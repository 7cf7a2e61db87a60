//! yubin - Japanese postal-code directory builder
//!
//! Subcommands:
//! - `csv2json` (`c2j`): import registry CSV into `json/<prefix>.json` shards
//! - `json2jsonp` (`j2j`): render shards as `js/<prefix>.js` scripts
//! - `lookup`: print one zip code from the shards

use std::path::PathBuf;

use anyhow::{Context, Result};
use clap::{Parser, Subcommand};
use tracing::info;
use tracing_subscriber::{layer::SubscriberExt, util::SubscriberInitExt, EnvFilter};
use yubin_cli::commands::{self, Csv2JsonOptions, Format, Json2JsonpOptions, LookupOptions};
use yubin_cli::discovery::split_path_list;
use yubin_common::config::{
    resolve_indent, resolve_path, CompiledDefaults, TomlConfig, DATA_DIR_ENV, OUTPUT_DIR_ENV,
};

/// Command-line arguments for yubin
#[derive(Parser, Debug)]
#[command(name = "yubin")]
#[command(about = "Build and query the Japanese postal-code directory")]
#[command(version)]
struct Cli {
    /// Config file (defaults to ~/.config/yubin/config.toml)
    #[arg(long, global = true, env = "YUBIN_CONFIG")]
    config: Option<PathBuf>,

    #[command(subcommand)]
    command: Command,
}

#[derive(Subcommand, Debug)]
enum Command {
    /// Import registry CSV files into map-mode shards
    #[command(alias = "c2j")]
    Csv2json {
        /// Comma-separated CSV files or directories
        #[arg(short, long)]
        path: Option<String>,

        /// Output root; shards are written to <OUTPUT>/json
        #[arg(short, long)]
        output: Option<PathBuf>,

        /// Replace existing shards instead of merging into them
        #[arg(long)]
        renew: bool,

        /// Pretty-print shards with this many spaces
        #[arg(long)]
        indent: Option<usize>,
    },

    /// Render map-mode shards as array-mode scripts
    #[command(alias = "j2j")]
    Json2jsonp {
        /// Root holding json/<prefix>.json (defaults to the output root)
        #[arg(short, long)]
        path: Option<PathBuf>,

        /// Output root; scripts are written to <OUTPUT>/js
        #[arg(short, long)]
        output: Option<PathBuf>,
    },

    /// Print the entry for one zip code
    Lookup {
        /// Zip code, e.g. 1000001 or 100-0001
        zip_code: String,

        /// Shard form to read
        #[arg(short, long, value_enum, default_value_t = Format::Json)]
        format: Format,

        /// Wrap the result as CALLBACK(...)
        #[arg(long)]
        callback: Option<String>,

        /// Root holding json/ and js/ (defaults to the output root)
        #[arg(short, long)]
        root: Option<PathBuf>,
    },
}

fn main() -> Result<()> {
    let cli = Cli::parse();

    let config = TomlConfig::load(cli.config.as_deref()).context("Failed to load configuration")?;
    init_tracing(&config.logging.level);

    info!("yubin v{}", env!("CARGO_PKG_VERSION"));

    let defaults = CompiledDefaults::default();
    let output_root = |cli_arg: Option<PathBuf>| {
        resolve_path(
            cli_arg.as_deref(),
            OUTPUT_DIR_ENV,
            config.output_dir.as_deref(),
            &defaults.output_dir,
        )
    };

    let script_callback = config
        .callback
        .clone()
        .unwrap_or_else(|| defaults.callback.clone());

    match cli.command {
        Command::Csv2json {
            path,
            output,
            renew,
            indent,
        } => {
            let paths = match path {
                Some(list) => split_path_list(&list),
                None => vec![resolve_path(
                    None,
                    DATA_DIR_ENV,
                    config.data_dir.as_deref(),
                    &defaults.data_dir,
                )],
            };
            let opts = Csv2JsonOptions {
                paths,
                output: output_root(output),
                renew,
                indent: resolve_indent(indent, config.json_indent)?,
                kana_table: config.kana_table.clone(),
            };
            let report = commands::csv2json::run(&opts).context("csv2json failed")?;
            info!(
                files = report.files,
                shards = report.shards.len(),
                "Import finished"
            );
        }
        Command::Json2jsonp { path, output } => {
            let opts = Json2JsonpOptions {
                path: output_root(path),
                output: output_root(output),
                callback: script_callback.clone(),
            };
            let scripts = commands::json2jsonp::run(&opts).context("json2jsonp failed")?;
            info!(scripts = scripts.len(), "Render finished");
        }
        Command::Lookup {
            zip_code,
            format,
            callback,
            root,
        } => {
            // Scripts carry the configured callback unless one is given
            let callback = match (callback, format) {
                (Some(name), _) => Some(name),
                (None, Format::Js) => Some(script_callback.clone()),
                (None, Format::Json) => None,
            };
            let opts = LookupOptions {
                zip_code,
                root: output_root(root),
                format,
                script_callback: script_callback.clone(),
                callback,
            };
            match commands::lookup::run(&opts).context("lookup failed")? {
                Some(rendered) => println!("{rendered}"),
                None => anyhow::bail!("Zip code {} not found", opts.zip_code),
            }
        }
    }

    Ok(())
}

/// `RUST_LOG` wins; otherwise the configured level. Logs go to stderr so
/// lookup output stays clean on stdout.
fn init_tracing(level: &str) {
    let filter = EnvFilter::try_from_default_env().unwrap_or_else(|_| EnvFilter::new(level));
    tracing_subscriber::registry()
        .with(filter)
        .with(tracing_subscriber::fmt::layer().with_writer(std::io::stderr))
        .init();
}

* [Exercise]: Output the records in full. Match them exactly.

* [Task solution]:
repository 7cf7a2e61db87a60
//! yubin - Japanese postal-code directory builder
//!
//! Subcommands:
//! - `csv2json` (`c2j`): import registry CSV into `json/<prefix>.json` shards
//! - `json2jsonp` (`j2j`): render shards as `js/<prefix>.js` scripts
//! - `lookup`: print one zip code from the shards

use std::path::PathBuf;

use anyhow::{Context, Result};
use clap::{Parser, Subcommand};
use tracing::info;
use tracing_subscriber::{layer::SubscriberExt, util::SubscriberInitExt, EnvFilter};
use yubin_cli::commands::{self, Csv2JsonOptions, Format, Json2JsonpOptions, LookupOptions};
use yubin_cli::discovery::split_path_list;
use yubin_common::config::{
    resolve_indent, resolve_path, CompiledDefaults, TomlConfig, DATA_DIR_ENV, OUTPUT_DIR_ENV,
};

/// Command-line arguments for yubin
#[derive(Parser, Debug)]
#[command(name = "yubin")]
#[command(about = "Build and query the Japanese postal-code directory")]
#[command(version)]
struct Cli {
    /// Config file (defaults to ~/.config/yubin/config.toml)
    #[arg(long, global = true, env = "YUBIN_CONFIG")]
    config: Option<PathBuf>,

    #[command(subcommand)]
    command: Command,
}

#[derive(Subcommand, Debug)]
enum Command {
    /// Import registry CSV files into map-mode shards
    #[command(alias = "c2j")]
    Csv2json {
        /// Comma-separated CSV files or directories
        #[arg(short, long)]
        path: Option<String>,

        /// Output root; shards are written to <OUTPUT>/json
        #[arg(short, long)]
        output: Option<PathBuf>,

        /// Replace existing shards instead of merging into them
        #[arg(long)]
        renew: bool,

        /// Pretty-print shards with this many spaces
        #[arg(long)]
        indent: Option<usize>,
    },

    /// Render map-mode shards as array-mode scripts
    #[command(alias = "j2j")]
    Json2jsonp {
        /// Root holding json/<prefix>.json (defaults to the output root)
        #[arg(short, long)]
        path: Option<PathBuf>,

        /// Output root; scripts are written to <OUTPUT>/js
        #[arg(short, long)]
        output: Option<PathBuf>,
    },

    /// Print the entry for one zip code
    Lookup {
        /// Zip code, e.g. 1000001 or 100-0001
        zip_code: String,

        /// Shard form to read
        #[arg(short, long, value_enum, default_value_t = Format::Json)]
        format: Format,

        /// Wrap the result as CALLBACK(...)
        #[arg(long)]
        callback: Option<String>,

        /// Root holding json/ and js/ (defaults to the output root)
        #[arg(short, long)]
        root: Option<PathBuf>,
    },
}

fn main() -> Result<()> {
    let cli = Cli::parse();

    let config = TomlConfig::load(cli.config.as_deref()).context("Failed to load configuration")?;
    init_tracing(&config.logging.level);

    info!("yubin v{}", env!("CARGO_PKG_VERSION"));

    let defaults = CompiledDefaults::default();
    let output_root = |cli_arg: Option<PathBuf>| {
        resolve_path(
            cli_arg.as_deref(),
            OUTPUT_DIR_ENV,
            config.output_dir.as_deref(),
            &defaults.output_dir,
        )
    };

    let script_callback = config
        .callback
        .clone()
        .unwrap_or_else(|| defaults.callback.clone());

    match cli.command {
        Command::Csv2json {
            path,
            output,
            renew,
            indent,
        } => {
            let paths = match path {
                Some(list) => split_path_list(&list),
                None => vec![resolve_path(
                    None,
                    DATA_DIR_ENV,
                    config.data_dir.as_deref(),
                    &defaults.data_dir,
                )],
            };
            let opts = Csv2JsonOptions {
                paths,
                output: output_root(output),
                renew,
                indent: resolve_indent(indent, config.json_indent)?,
                kana_table: config.kana_table.clone(),
            };
            let report = commands::csv2json::run(&opts).context("csv2json failed")?;
            info!(
                files = report.files,
                shards = report.shards.len(),
                "Import finished"
            );
        }
        Command::Json2jsonp { path, output } => {
            let opts = Json2JsonpOptions {
                path: output_root(path),
                output: output_root(output),
                callback: script_callback.clone(),
            };
            let scripts = commands::json2jsonp::run(&opts).context("json2jsonp failed")?;
            info!(scripts = scripts.len(), "Render finished");
        }
        Command::Lookup {
            zip_code,
            format,
            callback,
            root,
        } => {
            // Scripts carry the configured callback unless one is given
            let callback = match (callback, format) {
                (Some(name), _) => Some(name),
                (None, Format::Js) => Some(script_callback.clone()),
                (None, Format::Json) => None,
            };
            let opts = LookupOptions {
                zip_code,
                root: output_root(root),
                format,
                script_callback: script_callback.clone(),
                callback,
            };
            match commands::lookup::run(&opts).context("lookup failed")? {
                Some(rendered) => println!("{rendered}"),
                None => anyhow::bail!("Zip code {} not found", opts.zip_code),
            }
        }
    }

    Ok(())
}

/// `RUST_LOG` wins; otherwise the configured level. Logs go to stderr so
/// lookup output stays clean on stdout.
fn init_tracing(level: &str) {
    let filter = EnvFilter::try_from_default_env().unwrap_or_else(|_| EnvFilter::new(level));
    tracing_subscriber::registry()
        .with(filter)
        .with(tracing_subscriber::fmt::layer().with_writer(std::io::stderr))
        .init();
}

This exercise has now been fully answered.